Achieving equalityWe are five years into the implementation of the Equality Act, which was introduced to simplify the law by bringing together existing anti-discrimination legislation.

I think it is useful to look again at its details and progress, and at how it applies in care services. The Act has three basic aims:

  • To eliminate discrimination, harassment and victimisation
  • To advance equality of opportunity between persons who share a relevant protected characteristic and persons who do not share it
  • To foster good relations between persons who share a relevant protected characteristic and persons who do not share it

Protected characteristics

The 'protected characteristics' are defined as:

  • age
  • disability
  • gender reassignment
  • pregnancy and maternity
  • race
  • religion or belief
  • sex
  • sexual orientation

Specific duties under the Act are applicable to public authorities and to persons exercising public functions. The duties, in regards to people in the above groups, are to:

  • remove or minimise associated disadvantages
  • take steps to meet the associated needs of persons
  • encourage persons to participate in public life
  • tackle prejudice
  • promote understanding

A refreshing, non-stigmatising approach

I think that the Act is a masterpiece of brevity, and reduces a confusing range of previous legislation to simple statements of general duties. It also makes duties under the Act clear, and is proactive in encouraging social change, for example in tackling prejudice, promoting understanding, and encouraging social inclusion and participation for people with the characteristics mentioned. This is a refreshing, non-stigmatising approach to the issues in diversity and equality.

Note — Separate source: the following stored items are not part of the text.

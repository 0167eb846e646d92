//! Command-line parsing for the calendar scraper.
//!
//! Parsing and dispatch stay separate from scraping: this module only turns
//! argv (and `FFCAL_*` environment variables) into typed arguments.

use std::path::PathBuf;

use chrono::{FixedOffset, NaiveDate};
use clap::{ArgAction, Args, Parser, Subcommand};

use crate::domain::parse_utc_offset;

/// Top-level CLI.
#[derive(Debug, Parser)]
#[command(name = "ffcal", version, about = "ForexFactory economic calendar scraper")]
pub struct Cli {
    /// More log output (-v debug, -vv trace). `RUST_LOG` overrides.
    #[arg(short, long, action = ArgAction::Count, global = true)]
    pub verbose: u8,

    #[command(subcommand)]
    pub command: Command,
}

/// CLI subcommands.
#[derive(Debug, Subcommand)]
pub enum Command {
    /// Scrape a date range and merge it into the dataset.
    Scrape(ScrapeArgs),
    /// Extract events from a saved calendar page (e.g. a debug snapshot).
    Parse(ParseArgs),
    /// Merge another dataset file into the dataset.
    Merge(MergeArgs),
}

/// Where the dataset lives and how its times are read.
#[derive(Debug, Args, Clone)]
pub struct StoreArgs {
    /// Dataset CSV, created if missing.
    #[arg(long = "csv", env = "FFCAL_CSV", default_value = "forexfactory_calendar.csv")]
    pub csv: PathBuf,

    /// UTC offset of the times shown on the site (e.g. -05:00).
    #[arg(long, env = "FFCAL_UTC_OFFSET", default_value = "+00:00", value_parser = parse_utc_offset, allow_hyphen_values = true)]
    pub utc_offset: FixedOffset,
}

/// Detail-pass options shared by `scrape` and `parse`.
#[derive(Debug, Args, Clone)]
pub struct DetailArgs {
    /// Expand rows with a detail link and store their specification table.
    #[arg(long, env = "FFCAL_DETAILS")]
    pub details: bool,

    /// Attempts per detail expansion.
    #[arg(long, default_value_t = 3)]
    pub detail_attempts: u32,

    /// Wait for an expanded detail table (milliseconds).
    #[arg(long, default_value_t = 3_000)]
    pub detail_timeout_ms: u64,
}

#[derive(Debug, Args, Clone)]
pub struct ScrapeArgs {
    /// First day to scrape (YYYY-MM-DD).
    #[arg(long)]
    pub start: NaiveDate,

    /// Last day to scrape, inclusive. Defaults to `--start`.
    #[arg(long)]
    pub end: Option<NaiveDate>,

    #[command(flatten)]
    pub store: StoreArgs,

    #[command(flatten)]
    pub detail: DetailArgs,

    /// Wait for the calendar table to render (milliseconds).
    #[arg(long, env = "FFCAL_RENDER_TIMEOUT_MS", default_value_t = 10_000)]
    pub render_timeout_ms: u64,

    /// HTTP request timeout (milliseconds).
    #[arg(long, env = "FFCAL_REQUEST_TIMEOUT_MS", default_value_t = 30_000)]
    pub request_timeout_ms: u64,

    /// Attempts per day; each attempt after the first reloads the page.
    #[arg(long, default_value_t = 2)]
    pub day_attempts: u32,

    /// Fixed pause between days (milliseconds).
    #[arg(long, env = "FFCAL_THROTTLE_MS", default_value_t = 1_500)]
    pub throttle_ms: u64,

    /// Extra random pause between days, up to this many milliseconds.
    #[arg(long, env = "FFCAL_JITTER_MS", default_value_t = 1_000)]
    pub jitter_ms: u64,

    /// Directory for raw pages of failed days.
    #[arg(long, env = "FFCAL_DEBUG_DIR", default_value = "debug")]
    pub debug_dir: PathBuf,
}

#[derive(Debug, Args, Clone)]
pub struct ParseArgs {
    /// Saved calendar page (HTML).
    #[arg(long)]
    pub html: PathBuf,

    /// Calendar day the page shows (YYYY-MM-DD).
    #[arg(long)]
    pub date: NaiveDate,

    #[command(flatten)]
    pub store: StoreArgs,

    #[command(flatten)]
    pub detail: DetailArgs,

    /// Print the events without touching the dataset.
    #[arg(long)]
    pub no_save: bool,
}

#[derive(Debug, Args, Clone)]
pub struct MergeArgs {
    /// Dataset CSV to merge in.
    #[arg(long)]
    pub incoming: PathBuf,

    #[command(flatten)]
    pub store: StoreArgs,
}

#[cfg(test)]
mod tests {
    use super::*;
    use clap::CommandFactory;

    #[test]
    fn cli_definition_is_consistent() {
        Cli::command().debug_assert();
    }

    #[test]
    fn scrape_defaults() {
        let cli = Cli::parse_from(["ffcal", "-v", "scrape", "--start", "2025-11-24", "--utc-offset", "-05:00"]);
        assert_eq!(cli.verbose, 1);
        let Command::Scrape(args) = cli.command else {
            panic!("expected scrape");
        };
        assert_eq!(args.start, NaiveDate::from_ymd_opt(2025, 11, 24).unwrap());
        assert_eq!(args.end, None);
        assert_eq!(args.store.utc_offset, FixedOffset::west_opt(5 * 3600).unwrap());
        assert_eq!(args.day_attempts, 2);
        assert!(!args.detail.details);
    }

    #[test]
    fn bad_offset_is_rejected() {
        let res = Cli::try_parse_from(["ffcal", "merge", "--incoming", "a.csv", "--utc-offset", "EST"]);
        assert!(res.is_err());
    }
}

Since non-private personal care and support services carry out a public function, the duties apply to them also. This means that we should not just be meeting the particular needs of people with protected characteristics in our services; we also need to be working pro-actively on their social inclusion; on reducing any associated disadvantage, such as lack of employment or education; and tackling prejudice and promoting understanding. These apply within services, as well as in how the service promotes these values in wider society.

A need to look at community involvement?

In my experience, the better services have these built into their aims and objectives already, and are making good headway on inclusion and participation. Perhaps there is a need for the more traditional type of care homes, for example, to look at their community involvement, and to measure up how their work can be extended and improved through carrying out the above duties which may apply to them.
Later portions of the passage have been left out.